Noodles make everything better, fact. My version of mapo tofu is a bit different, but a lot of yum. Want to know another fact? You’re going to love it.
1 tbsp Sichuan peppercorns
380g (13.4oz) silken tofu
2 tbsp vegetable oil
500g (1lb) pork mince
3 garlic cloves, finely chopped
1 tbsp finely grated ginger
¼ cup douban jiang*
1 tsp chilli powder (or to taste)
1 cup chicken stock
2 tbsp soy sauce
1 tsp dark soy sauce
1 tsp sugar
2 tsp corn flour (cornstarch) mixed with 2 tsp water
1 tsp sesame oil
400g (14oz) cooked noodles
2 tbsp finely sliced spring onion (scallions)
Heat the Sichuan peppercorns in a dry frying pan over medium-high heat until just starting to smoke. Use a mortar and pestle to grind to a fine powder. Set aside for later.
To prepare the tofu, carefully cut open the packet, drain away the liquid and tip the tofu out onto a cutting board. Cut the tofu into bite-sized cubes. Set aside for later.
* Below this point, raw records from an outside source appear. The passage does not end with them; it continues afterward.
//! HTTP client for querying a Vitals health endpoint.

use anyhow::{Context, Result};
use reqwest::{Client, StatusCode};
use serde::{Deserialize, Serialize};
use tabled::Tabled;

/// Body served by the health endpoint.
#[derive(Debug, Clone, PartialEq, Eq, Serialize, Deserialize)]
pub struct HealthBody {
    pub status: String,
    #[serde(default)]
    pub checks: Vec<CheckEntry>,
}

impl HealthBody {
    pub fn is_up(&self) -> bool {
        self.status == "UP"
    }
}

/// One probe in a [`HealthBody`].
#[derive(Debug, Clone, PartialEq, Eq, Serialize, Deserialize, Tabled)]
pub struct CheckEntry {
    #[tabled(rename = "Probe")]
    pub name: String,
    #[tabled(rename = "Status")]
    pub status: String,
    #[serde(default, skip_serializing_if = "Option::is_none")]
    #[tabled(rename = "Error", display_with = "display_error")]
    pub error: Option<String>,
}

fn display_error(error: &Option<String>) -> String {
    error.clone().unwrap_or_default()
}

/// HTTP client for a Vitals server.
pub struct ApiClient {
    client: Client,
    base_url: String,
}

impl ApiClient {
    /// Create a new API client pointing at the given base URL.
    pub fn new(base_url: &str) -> Result<Self> {
        let client = Client::builder()
            .timeout(std::time::Duration::from_secs(30))
            .build()
            .context("Failed to create HTTP client")?;

        Ok(Self {
            client,
            base_url: base_url.trim_end_matches('/').to_string(),
        })
    }

    /// Return the configured base URL.
    pub fn base_url(&self) -> &str {
        &self.base_url
    }

    /// GET the health endpoint at `path`.
    ///
    /// 503 carries a regular body listing the failing probes, so it is not
    /// treated as an error.
    pub async fn get_health(&self, path: &str) -> Result<HealthBody> {
        let url = format!("{}{}", self.base_url, path);
        let resp = self
            .client
            .get(&url)
            .send()
            .await
            .with_context(|| format!("GET {} failed", url))?;

        let status = resp.status();
        if status != StatusCode::OK && status != StatusCode::SERVICE_UNAVAILABLE {
            let body = resp.text().await.unwrap_or_default();
            anyhow::bail!("API error ({}): {}", status, body);
        }

        resp.json()
            .await
            .with_context(|| format!("Failed to parse response from {}", url))
    }
}
//! Error handling for Vitals Core.
//!
//! Only setup problems surface as errors. Everything that can go wrong while a
//! health check runs is converted into data instead:
//!
//! - A failing, timed out, or panicking probe becomes an
//!   [`Outcome::Failure`](crate::health::Outcome) for that probe.
//! - A panicking status listener is caught and logged.
//!
//! # Usage
//!
//! ```rust,ignore
//! use vitals_core::error::{ConfigError, Result};
//!
//! fn build() -> Result<HealthChecker> {
//!     HealthChecker::builder().with_probe(probe).build()
//! }
//! ```

use thiserror::Error;

/// A specialized Result type for setup operations.
pub type Result<T> = std::result::Result<T, ConfigError>;

/// Configuration errors, reported once at startup.
#[derive(Debug, Error)]
pub enum ConfigError {
    #[error("at least one probe must be configured")]
    NoProbes,

    #[error("duplicate probe name: {0}")]
    DuplicateProbe(String),

    #[error("probe name must not be empty")]
    EmptyProbeName,

    #[error("probe '{0}' must have a timeout greater than zero")]
    ZeroProbeTimeout(String),

    #[error("global timeout must be greater than zero")]
    ZeroGlobalTimeout,

    #[error("invalid health path '{path}': {reason}")]
    InvalidPath { path: String, reason: String },

    #[error("invalid probe '{name}': {reason}")]
    InvalidProbe { name: String, reason: String },

    #[error("failed to load configuration: {0}")]
    Load(#[from] config::ConfigError),

    #[error("{}", join_errors(.0))]
    Multiple(Vec<ConfigError>),
}

impl ConfigError {
    /// Collapse a list of problems into a single error.
    ///
    /// Returns `None` when the list is empty.
    pub fn from_all(mut errors: Vec<ConfigError>) -> Option<Self> {
        match errors.len() {
            0 => None,
            1 => errors.pop(),
            _ => Some(Self::Multiple(errors)),
        }
    }

    /// Iterate over the individual problems carried by this error.
    pub fn iter(&self) -> impl Iterator<Item = &ConfigError> {
        let errors: Vec<&ConfigError> = match self {
            Self::Multiple(errors) => errors.iter().collect(),
            other => vec![other],
        };
        errors.into_iter()
    }
}

fn join_errors(errors: &[ConfigError]) -> String {
    let mut out = String::from("configuration invalid: ");
    for (i, err) in errors.iter().enumerate() {
        if i > 0 {
            out.push_str(", ");
        }
        out.push_str(&err.to_string());
    }
    out
}

#[cfg(test)]
mod tests {
    use super::*;

    #[test]
    fn test_from_all_empty() {
        assert!(ConfigError::from_all(Vec::new()).is_none());
    }

    #[test]
    fn test_from_all_single_is_unwrapped() {
        let err = ConfigError::from_all(vec![ConfigError::NoProbes]).unwrap();
        assert!(matches!(err, ConfigError::NoProbes));
    }

    #[test]
    fn test_from_all_multiple() {
        let err = ConfigError::from_all(vec![
            ConfigError::ZeroGlobalTimeout,
            ConfigError::DuplicateProbe("db".into()),
        ])
        .unwrap();

        assert_eq!(err.iter().count(), 2);
        assert_eq!(
            err.to_string(),
            "configuration invalid: global timeout must be greater than zero, duplicate probe name: db"
        );
    }

    #[test]
    fn test_display() {
        assert_eq!(
            ConfigError::ZeroProbeTimeout("tcp".into()).to_string(),
            "probe 'tcp' must have a timeout greater than zero"
        );
        assert_eq!(
            ConfigError::InvalidPath {
                path: "health".into(),
                reason: "must start with '/'".into(),
            }
            .to_string(),
            "invalid health path 'health': must start with '/'"
        );
    }
}
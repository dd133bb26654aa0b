//! The health checker: aggregator, cache, and listener wired together.
//!
//! # Example
//!
//! ```rust,ignore
//! use vitals_core::health::{HealthChecker, LoggingListener, ProbeDefinition, TcpDialProbe};
//!
//! let checker = HealthChecker::builder()
//!     .with_cache_ttl(Duration::from_secs(1))
//!     .with_global_timeout(Duration::from_secs(10))
//!     .with_probe(ProbeDefinition::new("upstream", TcpDialProbe::new("10.0.0.5:5432")))
//!     .with_listener(LoggingListener)
//!     .build()?;
//!
//! let state = checker.check().await;
//! ```

use std::sync::Arc;
use std::time::Duration;

use super::aggregator::Aggregator;
use super::cache::StateCache;
use super::check::AggregateState;
use super::listener::StatusListener;
use super::probe::ProbeDefinition;
use super::HealthConfig;
use crate::error::Result;

/// Cached, aggregated health of a service.
///
/// Configuration is frozen once built. Cloning shares the same cache.
#[derive(Debug, Clone)]
pub struct HealthChecker {
    inner: Arc<Inner>,
}

#[derive(Debug)]
struct Inner {
    aggregator: Aggregator,
    cache: StateCache,
}

impl HealthChecker {
    pub fn builder() -> HealthCheckerBuilder {
        HealthCheckerBuilder::default()
    }

    /// Build directly from an aggregator and a cache.
    pub fn from_parts(aggregator: Aggregator, cache: StateCache) -> Self {
        Self {
            inner: Arc::new(Inner { aggregator, cache }),
        }
    }

    /// Current aggregate state, served from cache while fresh.
    pub async fn check(&self) -> Arc<AggregateState> {
        let aggregator = &self.inner.aggregator;
        self.inner
            .cache
            .get_or_compute(|| aggregator.evaluate())
            .await
    }

    pub fn aggregator(&self) -> &Aggregator {
        &self.inner.aggregator
    }

    pub fn cache(&self) -> &StateCache {
        &self.inner.cache
    }
}

/// Collects probes and options before the checker is frozen.
#[derive(Default)]
pub struct HealthCheckerBuilder {
    config: HealthConfig,
    probes: Vec<ProbeDefinition>,
    listener: Option<Arc<dyn StatusListener>>,
}

impl HealthCheckerBuilder {
    /// Replace the timing configuration.
    pub fn with_config(mut self, config: HealthConfig) -> Self {
        self.config = config;
        self
    }

    pub fn with_cache_ttl(mut self, ttl: Duration) -> Self {
        self.config.cache_ttl = ttl;
        self
    }

    pub fn with_global_timeout(mut self, timeout: Duration) -> Self {
        self.config.global_timeout = timeout;
        self
    }

    /// Register a probe.
    pub fn with_probe(mut self, probe: ProbeDefinition) -> Self {
        self.probes.push(probe);
        self
    }

    pub fn with_probes(mut self, probes: impl IntoIterator<Item = ProbeDefinition>) -> Self {
        self.probes.extend(probes);
        self
    }

    /// Set the status listener, replacing any previous one.
    pub fn with_listener(mut self, listener: impl StatusListener + 'static) -> Self {
        self.listener = Some(Arc::new(listener));
        self
    }

    /// Validate the configuration and freeze it.
    ///
    /// # Errors
    ///
    /// Returns a [`ConfigError`](crate::error::ConfigError) for an empty probe
    /// set, duplicate or empty names, and zero timeouts.
    pub fn build(self) -> Result<HealthChecker> {
        let aggregator = Aggregator::new(self.probes, self.config.global_timeout)?;
        let mut cache = StateCache::new(self.config.cache_ttl);
        if let Some(listener) = self.listener {
            cache = cache.with_listener(listener);
        }

        tracing::info!(
            probes = aggregator.probes().len(),
            cache_ttl_ms = self.config.cache_ttl.as_millis() as u64,
            global_timeout_ms = self.config.global_timeout.as_millis() as u64,
            "Health checker configured"
        );

        Ok(HealthChecker::from_parts(aggregator, cache))
    }
}
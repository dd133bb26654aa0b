//! Prometheus metrics for health evaluations.
//!
//! | Metric | Type | Labels |
//! |--------|------|--------|
//! | `vitals_evaluations_total` | counter | |
//! | `vitals_probe_failures_total` | counter | `probe` |
//! | `vitals_probe_duration_seconds` | histogram | `probe` |
//! | `vitals_status` | gauge (1 = UP, 0 = DOWN) | |

use axum::{extract::State, routing::get, Router};
use metrics::{describe_counter, describe_gauge, describe_histogram, Unit};
use metrics_exporter_prometheus::{Matcher, PrometheusBuilder, PrometheusHandle};

/// Path the Prometheus text format is served on.
pub const METRICS_PATH: &str = "/metrics";

pub const EVALUATIONS_TOTAL: &str = "vitals_evaluations_total";
pub const PROBE_FAILURES_TOTAL: &str = "vitals_probe_failures_total";
pub const PROBE_DURATION_SECONDS: &str = "vitals_probe_duration_seconds";
pub const STATUS: &str = "vitals_status";

const DURATION_BUCKETS: &[f64] = &[
    0.001, 0.005, 0.01, 0.025, 0.05, 0.1, 0.25, 0.5, 1.0, 2.5, 5.0, 10.0,
];

/// Install the global Prometheus recorder and describe the metrics.
///
/// # Errors
///
/// Fails when a recorder is already installed.
pub fn init_metrics() -> anyhow::Result<PrometheusHandle> {
    let handle = PrometheusBuilder::new()
        .set_buckets_for_metric(
            Matcher::Full(PROBE_DURATION_SECONDS.to_string()),
            DURATION_BUCKETS,
        )?
        .install_recorder()
        .map_err(|e| anyhow::anyhow!("failed to install metrics recorder: {}", e))?;

    describe_metrics();
    Ok(handle)
}

fn describe_metrics() {
    describe_counter!(EVALUATIONS_TOTAL, "Number of health evaluations run");
    describe_counter!(PROBE_FAILURES_TOTAL, "Number of failed probe runs");
    describe_histogram!(
        PROBE_DURATION_SECONDS,
        Unit::Seconds,
        "Wall-clock time of a probe run"
    );
    describe_gauge!(STATUS, "Aggregate status of the last evaluation (1 = UP)");
}

async fn render(State(handle): State<PrometheusHandle>) -> String {
    handle.render()
}

/// Router serving the Prometheus text format at [`METRICS_PATH`].
pub fn metrics_router(handle: PrometheusHandle) -> Router {
    Router::new()
        .route(METRICS_PATH, get(render))
        .with_state(handle)
}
In a wok or large frying pan over high heat, add the oil. Then add the pork mince and cook, breaking up the meat for 2-3 minutes. Add the garlic and the ginger. Stir-fry for half a minute. Then add the douban jiang and chilli powder. Stir-fry until well combined. Now stir through the ground Sichuan pepper, chicken stock, soy sauce, dark soy sauce and sugar. Bring to a simmer then turn the heat down to medium and cook for 3-4 minutes or until the liquid has reduced by about a quarter and is starting to thicken. Stir through the corn flour mixture. Now add the Sichuan peppercorn powder. Taste and season with extra salt or soy sauce if needed.
Now gently add in the silken tofu to the pork. Drizzle with sesame oil and gently toss the tofu and pork together, trying not to break up the tofu too much.
Divide your noodles among serving bowls. Top with the mapo tofu. Sprinkle with spring onions and serve.
– Douban jiang is a spicy fermented chilli bean paste. Find it at your Asian grocery store.